Dataset items
--

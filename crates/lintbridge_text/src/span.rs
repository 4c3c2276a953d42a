//! Span and anchor types for buffer locations.

use serde::{Deserialize, Serialize};

/// A span representing a range in a text buffer.
///
/// Uses character offsets (0-indexed), not byte offsets, since that is what
/// the offset mapper produces.
#[derive(Debug, Clone, Copy, PartialEq, Eq, Hash, PartialOrd, Ord, Serialize, Deserialize)]
pub struct Span {
    /// Start character offset (inclusive).
    pub start: usize,
    /// End character offset (exclusive).
    pub end: usize,
}

impl Span {
    /// Creates a new span.
    #[inline]
    pub const fn new(start: usize, end: usize) -> Self {
        Self { start, end }
    }

    /// Returns the length of the span in characters.
    #[inline]
    pub const fn len(&self) -> usize {
        self.end - self.start
    }

    /// Returns true if the span is empty.
    #[inline]
    pub const fn is_empty(&self) -> bool {
        self.start == self.end
    }

    /// Returns true if this span contains the given offset.
    #[inline]
    pub const fn contains(&self, offset: usize) -> bool {
        self.start <= offset && offset < self.end
    }
}

/// Where a resolved problem is attached inside its buffer.
#[derive(Debug, Clone, Copy, PartialEq, Eq, Hash, Serialize, Deserialize)]
#[serde(tag = "kind", rename_all = "snake_case")]
pub enum Anchor {
    /// An addressable element of the buffer.
    Element(Span),
    /// The buffer as a whole, used when the offset has no element.
    WholeBuffer,
}

impl Anchor {
    /// Returns the element span, if any.
    pub fn span(&self) -> Option<Span> {
        match self {
            Anchor::Element(span) => Some(*span),
            Anchor::WholeBuffer => None,
        }
    }
}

--

WHAT IS BEING ASKED
Return the full data, every line of it, with nothing altered.

WORKED SOLUTION
filename crates/lintbridge_text/src/span.rs
repository 4c3c2276a953d42a
//! Span and anchor types for buffer locations.

use serde::{Deserialize, Serialize};

/// A span representing a range in a text buffer.
///
/// Uses character offsets (0-indexed), not byte offsets, since that is what
/// the offset mapper produces.
#[derive(Debug, Clone, Copy, PartialEq, Eq, Hash, PartialOrd, Ord, Serialize, Deserialize)]
pub struct Span {
    /// Start character offset (inclusive).
    pub start: usize,
    /// End character offset (exclusive).
    pub end: usize,
}

impl Span {
    /// Creates a new span.
    #[inline]
    pub const fn new(start: usize, end: usize) -> Self {
        Self { start, end }
    }

    /// Returns the length of the span in characters.
    #[inline]
    pub const fn len(&self) -> usize {
        self.end - self.start
    }

    /// Returns true if the span is empty.
    #[inline]
    pub const fn is_empty(&self) -> bool {
        self.start == self.end
    }

    /// Returns true if this span contains the given offset.
    #[inline]
    pub const fn contains(&self, offset: usize) -> bool {
        self.start <= offset && offset < self.end
    }
}

/// Where a resolved problem is attached inside its buffer.
#[derive(Debug, Clone, Copy, PartialEq, Eq, Hash, Serialize, Deserialize)]
#[serde(tag = "kind", rename_all = "snake_case")]
pub enum Anchor {
    /// An addressable element of the buffer.
    Element(Span),
    /// The buffer as a whole, used when the offset has no element.
    WholeBuffer,
}

impl Anchor {
    /// Returns the element span, if any.
    pub fn span(&self) -> Option<Span> {
        match self {
            Anchor::Element(span) => Some(*span),
            Anchor::WholeBuffer => None,
        }
    }
}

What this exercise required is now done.